Judges are stacks of [Evaluators](/concepts-and-examples/usage/evaluators.md) with their own high-level intent.

## Generating a Judge

Scorable can generate a complete judge — including all its evaluators — from a plain-language description of what you want to measure.

**CLI**

```bash
scorable judge generate --intent "I am building a customer support chatbot.
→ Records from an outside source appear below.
//! Editor capability and selection reading.
//!
//! The host editor is reduced to four operations (see [`Editor`]) so the
//! translate command runs the same way over a file on disk or any other
//! text buffer.

mod document;

pub use document::{Document, FileEditor};

use anyhow::{Result, bail};

/// A zero-based line/character location in a document.
///
/// `character` counts Unicode scalar values, not bytes.
#[derive(Debug, Clone, Copy, PartialEq, Eq, PartialOrd, Ord, Hash, Default)]
pub struct Position {
    pub line: usize,
    pub character: usize,
}

impl Position {
    pub const fn new(line: usize, character: usize) -> Self {
        Self { line, character }
    }
}

/// A half-open span between two positions.
#[derive(Debug, Clone, Copy, PartialEq, Eq, Hash, Default)]
pub struct Range {
    pub start: Position,
    pub end: Position,
}

impl Range {
    pub const fn new(start: Position, end: Position) -> Self {
        Self { start, end }
    }
}

/// The user-highlighted span. `start` never comes after `end`.
///
/// Fields are private so every selection goes through [`Selection::new`].
#[derive(Debug, Clone, Copy, PartialEq, Eq, Hash, Default)]
pub struct Selection {
    start: Position,
    end: Position,
}

impl Selection {
    /// Builds a selection from its anchor and active ends, in either order.
    pub fn new(anchor: Position, active: Position) -> Self {
        if anchor <= active {
            Self {
                start: anchor,
                end: active,
            }
        } else {
            Self {
                start: active,
                end: anchor,
            }
        }
    }

    /// Selection spanning whole lines `start..=end`.
    pub fn lines(start: usize, end: usize) -> Self {
        Self::new(Position::new(start, 0), Position::new(end, 0))
    }

    /// A caret with nothing highlighted.
    pub const fn caret(position: Position) -> Self {
        Self {
            start: position,
            end: position,
        }
    }

    pub const fn start(&self) -> Position {
        self.start
    }

    pub const fn end(&self) -> Position {
        self.end
    }

    /// Number of lines touched, counting partially selected ones.
    pub const fn line_count(&self) -> usize {
        self.end.line - self.start.line + 1
    }
}

/// One selected line: its full text and the range covering all of it.
#[derive(Debug, Clone, PartialEq, Eq)]
pub struct SelectedLine {
    pub text: String,
    pub range: Range,
}

/// What the translate command needs from a host editor.
pub trait Editor {
    /// The current selection.
    fn selection(&self) -> Selection;

    /// Text of line `line` without its terminator, if the line exists.
    fn line_text(&self, line: usize) -> Option<String>;

    /// Range covering the whole of line `line`, terminator excluded.
    fn line_range(&self, line: usize) -> Option<Range>;

    /// Replaces the text in `range` with `text`.
    fn replace_range(&mut self, range: Range, text: &str) -> Result<()>;
}

/// Reads every line touched by the editor's selection, in order.
///
/// Column bounds are ignored: each entry is the entire line. A caret
/// yields exactly one line.
pub fn read_selection<E>(editor: &E) -> Result<Vec<SelectedLine>>
where
    E: Editor + ?Sized,
{
    let selection = editor.selection();
    let (first, last) = (selection.start().line, selection.end().line);
    let mut lines = Vec::with_capacity(selection.line_count());

    for index in first..=last {
        let (Some(text), Some(range)) = (editor.line_text(index), editor.line_range(index)) else {
            bail!(
                "Selection ends at line {} but the document has no line {}",
                last + 1,
                index + 1
            );
        };
        lines.push(SelectedLine { text, range });
    }

    tracing::debug!(
        start = first,
        end = last,
        count = lines.len(),
        "read selection"
    );

    Ok(lines)
}
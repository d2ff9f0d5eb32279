/// Instruction sent as the first content part, ahead of the source lines.
pub const TRANSLATION_PREAMBLE: &str = "Consider that you are a translator. \
     Translate this text which is persian to english.\n\
     Delete anything related to programing languages comment notation in the text like // or /* or */\n\
     Note that the context of this text is about programming.\n\
     Also insert a \n after each part.";

#[cfg(test)]
mod tests {
    use super::*;

    #[test]
    fn test_preamble_names_language_pair() {
        assert!(TRANSLATION_PREAMBLE.contains("persian to english"));
    }

    #[test]
    fn test_preamble_strips_comment_notation() {
        for token in ["//", "/*", "*/"] {
            assert!(TRANSLATION_PREAMBLE.contains(token), "missing {token}");
        }
    }
}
Evaluate that responses are helpful and follow our refund policy."
```

Attach a PDF policy document so the generated evaluators can check compliance against it:

```bash
# Upload and generate in one step
scorable judge generate \
  --intent "Evaluate responses against the attached policy." \
  --file ./policy.pdf

# Or reuse a previously uploaded file
scorable judge generate \
  --intent "Evaluate responses against the attached policy." \
  --file-id <file_uuid>
```

**Python SDK**

```python
from scorable import Scorable

client = Scorable(api_key="$MY_API_KEY")

# Upload a policy document first
file_id = client.files.upload("./policy.pdf")

# Generate a judge that uses it
result = client.judges.generate(
    intent="Evaluate responses against the attached policy.",
    file_id=str(file_id),
)
print(result.judge_id)
```

If the intent is ambiguous the API returns `missing_context_from_system_goal` — a list of fields that would improve the judge. Re-run with `--extra-contexts` (CLI) or `extra_contexts` (SDK) to fill them in.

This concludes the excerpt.